(Exercise objective) Return every line of the data that contains the string "StatusCode".

Start of Records supplied

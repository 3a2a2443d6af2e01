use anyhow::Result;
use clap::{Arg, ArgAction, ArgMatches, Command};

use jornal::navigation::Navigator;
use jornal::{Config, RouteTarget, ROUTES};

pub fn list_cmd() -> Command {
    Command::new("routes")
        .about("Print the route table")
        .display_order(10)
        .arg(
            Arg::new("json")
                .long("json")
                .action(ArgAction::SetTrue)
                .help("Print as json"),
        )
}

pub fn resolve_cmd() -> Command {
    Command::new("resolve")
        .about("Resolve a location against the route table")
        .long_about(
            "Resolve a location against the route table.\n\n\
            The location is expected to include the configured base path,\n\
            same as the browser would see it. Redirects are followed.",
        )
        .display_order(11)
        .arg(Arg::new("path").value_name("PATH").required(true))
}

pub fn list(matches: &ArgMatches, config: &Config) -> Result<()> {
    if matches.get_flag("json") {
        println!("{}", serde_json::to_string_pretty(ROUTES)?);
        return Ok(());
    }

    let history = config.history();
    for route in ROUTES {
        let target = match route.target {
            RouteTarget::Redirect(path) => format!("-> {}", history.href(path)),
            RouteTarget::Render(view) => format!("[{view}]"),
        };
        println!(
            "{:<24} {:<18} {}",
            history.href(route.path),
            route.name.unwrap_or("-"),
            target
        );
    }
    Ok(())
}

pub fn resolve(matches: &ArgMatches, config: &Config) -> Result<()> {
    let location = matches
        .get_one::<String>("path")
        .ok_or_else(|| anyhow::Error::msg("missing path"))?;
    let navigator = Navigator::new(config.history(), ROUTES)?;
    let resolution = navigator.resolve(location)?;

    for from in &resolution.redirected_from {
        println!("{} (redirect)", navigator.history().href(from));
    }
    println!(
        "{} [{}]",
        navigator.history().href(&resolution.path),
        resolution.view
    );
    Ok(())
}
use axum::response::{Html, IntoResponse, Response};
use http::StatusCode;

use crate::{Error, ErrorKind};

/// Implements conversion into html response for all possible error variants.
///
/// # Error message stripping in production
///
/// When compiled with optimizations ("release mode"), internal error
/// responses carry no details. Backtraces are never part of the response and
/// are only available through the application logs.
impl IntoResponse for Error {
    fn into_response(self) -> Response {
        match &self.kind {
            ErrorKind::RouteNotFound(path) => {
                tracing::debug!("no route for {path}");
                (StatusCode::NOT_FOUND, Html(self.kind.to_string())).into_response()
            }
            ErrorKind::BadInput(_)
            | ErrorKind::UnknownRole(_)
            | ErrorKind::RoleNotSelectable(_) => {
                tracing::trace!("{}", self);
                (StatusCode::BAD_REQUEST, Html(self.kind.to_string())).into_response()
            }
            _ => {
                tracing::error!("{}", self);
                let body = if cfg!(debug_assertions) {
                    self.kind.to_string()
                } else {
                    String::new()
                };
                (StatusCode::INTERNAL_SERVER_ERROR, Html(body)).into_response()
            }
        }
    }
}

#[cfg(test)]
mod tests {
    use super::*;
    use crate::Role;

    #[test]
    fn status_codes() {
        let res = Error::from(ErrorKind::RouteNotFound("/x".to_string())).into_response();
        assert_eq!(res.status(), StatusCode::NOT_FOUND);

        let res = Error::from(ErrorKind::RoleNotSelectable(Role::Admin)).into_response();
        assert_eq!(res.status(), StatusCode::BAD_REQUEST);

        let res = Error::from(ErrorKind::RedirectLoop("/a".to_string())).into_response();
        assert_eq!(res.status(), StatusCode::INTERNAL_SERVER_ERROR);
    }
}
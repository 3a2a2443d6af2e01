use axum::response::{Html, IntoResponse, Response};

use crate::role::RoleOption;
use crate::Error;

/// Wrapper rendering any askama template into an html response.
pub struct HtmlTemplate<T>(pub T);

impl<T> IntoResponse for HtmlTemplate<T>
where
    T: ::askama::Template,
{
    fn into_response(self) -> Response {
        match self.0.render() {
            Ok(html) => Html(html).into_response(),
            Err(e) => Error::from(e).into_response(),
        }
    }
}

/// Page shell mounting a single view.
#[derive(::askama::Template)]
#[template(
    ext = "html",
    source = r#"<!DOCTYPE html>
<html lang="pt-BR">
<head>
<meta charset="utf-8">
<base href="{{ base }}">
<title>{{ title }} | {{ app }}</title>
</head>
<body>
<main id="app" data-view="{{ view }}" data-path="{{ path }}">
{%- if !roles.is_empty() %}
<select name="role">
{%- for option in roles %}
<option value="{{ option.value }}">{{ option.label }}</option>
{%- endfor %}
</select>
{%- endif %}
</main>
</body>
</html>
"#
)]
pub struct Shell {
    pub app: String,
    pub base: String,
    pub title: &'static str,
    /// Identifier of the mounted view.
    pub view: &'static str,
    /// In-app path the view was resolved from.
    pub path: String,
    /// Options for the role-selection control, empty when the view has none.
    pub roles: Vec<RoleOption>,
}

End of Records supplied

(Result for this task)
use http::StatusCode;
                (StatusCode::NOT_FOUND, Html(self.kind.to_string())).into_response()
                (StatusCode::BAD_REQUEST, Html(self.kind.to_string())).into_response()
                (StatusCode::INTERNAL_SERVER_ERROR, Html(body)).into_response()
        assert_eq!(res.status(), StatusCode::NOT_FOUND);
        assert_eq!(res.status(), StatusCode::BAD_REQUEST);
        assert_eq!(res.status(), StatusCode::INTERNAL_SERVER_ERROR);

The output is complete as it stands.